Even though the Dogs of the Dow include three health stocks, they should have another fine year.



Investors have been conditioned to think that cash payouts are a defensive maneuver, and that stocks with higher yields are safer holdings in dicey markets. And now that the top 15% tax rate on dividends has been extended for another two years, dividend-paying stocks can continue to hold bragging rights over other investments, such as Treasury securities and corporate bonds, that generate comparable interest income. But last year offered powerful evidence that dividend-paying stocks can be a sound investment even if you're optimistic about the market.

That runs counter to piles of academic studies that argue that dividends are a drag on investment returns in a rising stock market or an expanding economy. That's because companies are supposed to use their spare cash to expand, buy other businesses or do something more imaginative than return it to their shareholders.
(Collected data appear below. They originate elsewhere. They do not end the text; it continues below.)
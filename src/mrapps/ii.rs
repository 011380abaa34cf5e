use std::collections::BTreeSet;

use crate::mr::{AppFuture, KeyValue, MRApp};
use super::wc::words;

/// Inverted index: for each word, the number of documents it appears in and
/// their names, as `"n doc1,doc2,..."`.
pub struct InvertedIndex;

impl MRApp for InvertedIndex {
    fn map(&self, key: String, value: String) -> AppFuture<Vec<KeyValue>> {
        Box::pin(async move {
            let distinct: BTreeSet<String> = words(&value).into_iter().collect();
            Ok(distinct.into_iter()
                .map(|word| KeyValue { key: word, value: key.clone() })
                .collect())
        })
    }

    fn reduce(&self, _key: String, values: Vec<String>) -> AppFuture<String> {
        Box::pin(async move {
            let docs: BTreeSet<String> = values.into_iter().collect();
            let names: Vec<String> = docs.into_iter().collect();
            Ok(format!("{} {}", names.len(), names.join(",")))
        })
    }
}
use crate::mr::{AppFuture, KeyValue, MRApp};

/// Word count: every maximal run of letters is a word.
pub struct WC;

pub(crate) fn words(text: &str) -> Vec<String> {
    // regular expression is an order of magnitude slower
    let mut res = vec![];
    let mut buf = String::new();
    for c in text.chars() {
        if c.is_alphabetic() {
            buf.push(c);
        } else if !buf.is_empty() {
            res.push(std::mem::take(&mut buf));
        }
    }
    if !buf.is_empty() {
        res.push(buf);
    }
    res
}

impl MRApp for WC {
    fn map(&self, _key: String, value: String) -> AppFuture<Vec<KeyValue>> {
        Box::pin(async move {
            Ok(words(&value).into_iter()
                .map(|word| KeyValue { key: word, value: "1".to_string() })
                .collect())
        })
    }

    fn reduce(&self, _key: String, values: Vec<String>) -> AppFuture<String> {
        Box::pin(async move {
            Ok(values.len().to_string())
        })
    }
}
But last year's strong stock-market gains went hand in hand with $26.5 billion in dividend increases, and the same forces are still at work: slowly improving economic growth, strong corporate balance sheets with plenty of excess cash, access to still-cheap credit, and confidence that profits will stay healthy. So here are a couple of ways to combine juicy dividends with aggressive stock-market expectations.

Dogs That Bite

Start with one of the most familiar dividend-oriented strategies, the Dogs of the Dow. This maneuver involves buying shares of the ten highest-yielding companies in the Dow Jones industrial average -- called the Dogs because a high dividend yield can stem from a depressed share price -- and revisiting the list a year later to adjust accordingly. In 2010, the Dogs returned 21.0%, compared with 14.0% for the entire Dow (and 15.1% for Standard & Poor's 500-stock index). The list includes AT&T (symbol T) and Verizon (VZ), whose early-January yields of 6.0% and 5.4%, respectively, dwarf what you can get by owning their own short- or intermediate-term bonds.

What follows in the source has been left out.